After you move to a new area, and get the important things nailed down like where your kids will go to school and who makes the best pizza, you might want to hunt down a good mechanic.
There is plenty of advice on this topic on the Web, but it all comes down to just five questions to ask the person who will be caring for your car. It is never easy to find a good auto technician, but the answers you get to these questions may speed you along:
What is your labor rate? While the price per hour you are going to pay is important, the answers to this question can provide you with a benchmark with which to compare shops. The fact that a shop has the highest labor rate may not be all bad, so combine this knowledge with information from reviews or personal feedback. This will tell you if the shop is charging more because of their reputation or just because they need to drive a 2011 Hyundai Equus.
Do you upsell? I like this because you are laying it right out there. You are telling your prospective mechanic that you are familiar with the system of selling a cooling system flush when all you wanted was your turn signal lamp replaced. Tell them that you like to suggest service operations yourself by using your owner's manual as a guide. The answer to this question can be very telling. Beware of the shop that becomes defensive.

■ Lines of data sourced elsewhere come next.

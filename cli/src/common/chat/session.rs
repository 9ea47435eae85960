//! # Chat Session
//!
//! File: cli/src/common/chat/session.rs
//!
//! Per-widget state: the transcript plus the simulated typing delay. The reply
//! is computed as soon as the user message is accepted; the delay only holds
//! back when it is appended, so a given input always yields the same reply no
//! matter how long the timer runs.
//!
use super::responder::Responder;
use super::transcript::{ChatMessage, Sender, Transcript};
use crate::core::config::ChatConfig;
use std::sync::Arc;
use std::time::Duration;
use tracing::debug;

/// Example questions shown under the input box.
pub const SUGGESTED_PROMPTS: [&str; 2] = [
    "How do I sell my license?",
    "What types of licenses do you buy?",
];

/// One chat widget instance. Not shared between sessions.
#[derive(Debug)]
pub struct ChatSession {
    responder: Arc<Responder>,
    transcript: Transcript,
    typing_delay: Duration,
}

impl ChatSession {
    /// Starts a session whose transcript opens with `welcome` from the bot.
    pub fn new(responder: Arc<Responder>, welcome: &str, typing_delay: Duration) -> Self {
        let mut transcript = Transcript::new();
        transcript.push(welcome, Sender::Bot);
        Self {
            responder,
            transcript,
            typing_delay,
        }
    }

    pub fn from_config(config: &ChatConfig) -> Self {
        Self::new(
            Arc::new(Responder::from_config(config)),
            &config.welcome_message,
            Duration::from_millis(config.typing_delay_ms),
        )
    }

    /// Sends `input` as the user and returns the bot's reply message.
    ///
    /// Blank input is ignored and yields `None`; nothing is appended.
    pub async fn send(&mut self, input: &str) -> Option<&ChatMessage> {
        if self.transcript.push(input, Sender::User).is_none() {
            debug!("Ignoring blank chat input");
            return None;
        }

        let reply = self.responder.respond(input).to_owned();

        if !self.typing_delay.is_zero() {
            debug!(delay_ms = self.typing_delay.as_millis() as u64, "Bot is typing");
            tokio::time::sleep(self.typing_delay).await;
        }

        self.transcript.push(&reply, Sender::Bot)
    }

    pub fn transcript(&self) -> &Transcript {
        &self.transcript
    }

    pub fn typing_delay(&self) -> Duration {
        self.typing_delay
    }
}

#[cfg(test)]
mod tests {
    use super::*;
    use std::time::Instant;

    fn session(delay: Duration) -> ChatSession {
        ChatSession::new(Arc::new(Responder::default()), "Welcome!", delay)
    }

    #[test]
    fn test_new_session_starts_with_welcome() {
        let session = session(Duration::ZERO);
        let messages = session.transcript().messages();
        assert_eq!(messages.len(), 1);
        assert_eq!(messages[0].sender(), Sender::Bot);
        assert_eq!(messages[0].content(), "Welcome!");
    }

    #[tokio::test]
    async fn test_send_appends_user_then_bot() {
        let mut session = session(Duration::ZERO);
        let reply = session
            .send("How long does the process take?")
            .await
            .expect("reply expected")
            .content()
            .to_string();

        assert!(reply.starts_with("Our process typically takes 3-5 business days"));
        let messages = session.transcript().messages();
        assert_eq!(messages.len(), 3);
        assert_eq!(messages[1].sender(), Sender::User);
        assert_eq!(messages[1].content(), "How long does the process take?");
        assert_eq!(messages[2].sender(), Sender::Bot);
    }

    #[tokio::test]
    async fn test_blank_input_is_ignored() {
        let mut session = session(Duration::ZERO);
        assert!(session.send("   ").await.is_none());
        assert!(session.send("").await.is_none());
        assert_eq!(session.transcript().len(), 1);
    }

    #[tokio::test]
    async fn test_typing_delay_does_not_change_reply() {
        let mut instant = session(Duration::ZERO);
        let mut delayed = session(Duration::from_millis(30));

        let start = Instant::now();
        let slow = delayed.send("thanks").await.unwrap().content().to_string();
        assert!(start.elapsed() >= Duration::from_millis(30));

        let fast = instant.send("thanks").await.unwrap().content().to_string();
        assert_eq!(slow, fast);
    }

    #[test]
    fn test_from_config_uses_settings() {
        let config = ChatConfig {
            typing_delay_ms: 5,
            welcome_message: "Hello from config".into(),
            ..ChatConfig::default()
        };
        let session = ChatSession::from_config(&config);
        assert_eq!(session.typing_delay(), Duration::from_millis(5));
        assert_eq!(session.transcript().messages()[0].content(), "Hello from config");
    }
}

Do you install used parts? There are not many shops that are willing to spend time hunting down used parts and installing them often without any warranty. If the shop answers “yes” to this question, you are may be in the wrong place and need to upgrade the standards of your search. Two exceptions to this would be in remote areas where a network of auto parts suppliers does not exist, or when there is a vast price difference between the new or rebuilt and used component that you are replacing. Differentials, transmissions or engines are examples.

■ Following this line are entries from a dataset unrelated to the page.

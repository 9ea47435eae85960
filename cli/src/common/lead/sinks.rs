//! # Lead Intake Collaborators
//!
//! File: cli/src/common/lead/sinks.rs
//!
//! ## Overview
//!
//! The lead form hands validated submissions to a `LeadSubmitter`. Transport,
//! retries and storage are the submitter's business; the form only looks at
//! success versus failure.
//!
//! Available submitters:
//! - `LogSubmitter`: records the lead in the log and reports success (dry run).
//! - `OutboxSubmitter`: writes each lead as `lead-<uuid>.json` into a directory
//!   watched by a downstream mailer.
//!
//! `create_submitter` picks one from the `[lead]` config section.
//!
use super::validate::LeadSubmission;
use crate::common::fs::io;
use crate::core::config::{LeadConfig, SinkKind};
use crate::core::error::{Result, SoftsellError};
use async_trait::async_trait;
use std::path::PathBuf;
use std::sync::Arc;
use thiserror::Error;
use tracing::{debug, info};
use uuid::Uuid;

/// Failure reported by a submitter. The form never inspects the reason.
#[derive(Debug, Error)]
#[error("{0}")]
pub struct SubmissionError(String);

impl SubmissionError {
    pub fn new(reason: impl Into<String>) -> Self {
        Self(reason.into())
    }
}

#[async_trait]
pub trait LeadSubmitter: Send + Sync {
    /// Hands one validated lead to the intake backend.
    async fn submit_lead(
        &self,
        submission: &LeadSubmission,
    ) -> std::result::Result<(), SubmissionError>;
}

/// Builds the submitter selected by `config`.
pub fn create_submitter(config: &LeadConfig) -> Result<Arc<dyn LeadSubmitter>> {
    match config.sink {
        SinkKind::Log => Ok(Arc::new(LogSubmitter)),
        SinkKind::Outbox => {
            let dir = config.outbox_dir.as_deref().ok_or_else(|| {
                SoftsellError::Config(
                    "lead.outbox_dir is required when lead.sink = \"outbox\".".to_string(),
                )
            })?;
            Ok(Arc::new(OutboxSubmitter::new(dir)))
        }
    }
}

/// Accepts every lead and only logs it.
#[derive(Debug, Default, Clone, Copy)]
pub struct LogSubmitter;

#[async_trait]
impl LeadSubmitter for LogSubmitter {
    async fn submit_lead(
        &self,
        submission: &LeadSubmission,
    ) -> std::result::Result<(), SubmissionError> {
        info!(
            name = submission.name(),
            email = submission.email(),
            company = submission.company().unwrap_or("-"),
            "Lead received (log sink, not forwarded)"
        );
        debug!(message = submission.message(), "Lead details");
        Ok(())
    }
}

/// Drops leads as JSON files into a directory.
#[derive(Debug, Clone)]
pub struct OutboxSubmitter {
    dir: PathBuf,
}

impl OutboxSubmitter {
    pub fn new(dir: impl Into<PathBuf>) -> Self {
        Self { dir: dir.into() }
    }
}

#[async_trait]
impl LeadSubmitter for OutboxSubmitter {
    async fn submit_lead(
        &self,
        submission: &LeadSubmission,
    ) -> std::result::Result<(), SubmissionError> {
        let body = serde_json::to_string_pretty(submission)
            .map_err(|e| SubmissionError::new(format!("could not encode lead: {}", e)))?;
        let path = self.dir.join(format!("lead-{}.json", Uuid::new_v4()));

        let target = path.clone();
        tokio::task::spawn_blocking(move || io::write_string_to_file(&target, &body))
            .await
            .map_err(|e| SubmissionError::new(format!("outbox writer panicked: {}", e)))?
            .map_err(|e| SubmissionError::new(format!("{:#}", e)))?;

        info!(path = %path.display(), "Lead written to outbox");
        Ok(())
    }
}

Do you have a supply charge? Most shops charge a small percentage (1 percent is common) of the invoice amount as a surcharge to offset the cost of unbillable items like shop rags and rust penetrants. If the shop you are considering answers no to this question, it may really want your business and you may have saved yourself the surcharge, which can be easily disabled by adjusting the settings on your account.
What happens when I pay for a repair and the symptoms return? This is tough one for anyone to answer, since there could be so many variables. So it is a good way to gauge the way the shop would handle negotiations if you had a problem. If the answer is that you would not pay a second time, you have broken the code and can use this response as the level of warranty they are offering. On the other hand if their response is more measured, something like "it depends on the circumstances," don’t consider it a deal-breaker--but be aware that you might have to barter if a repair goes south.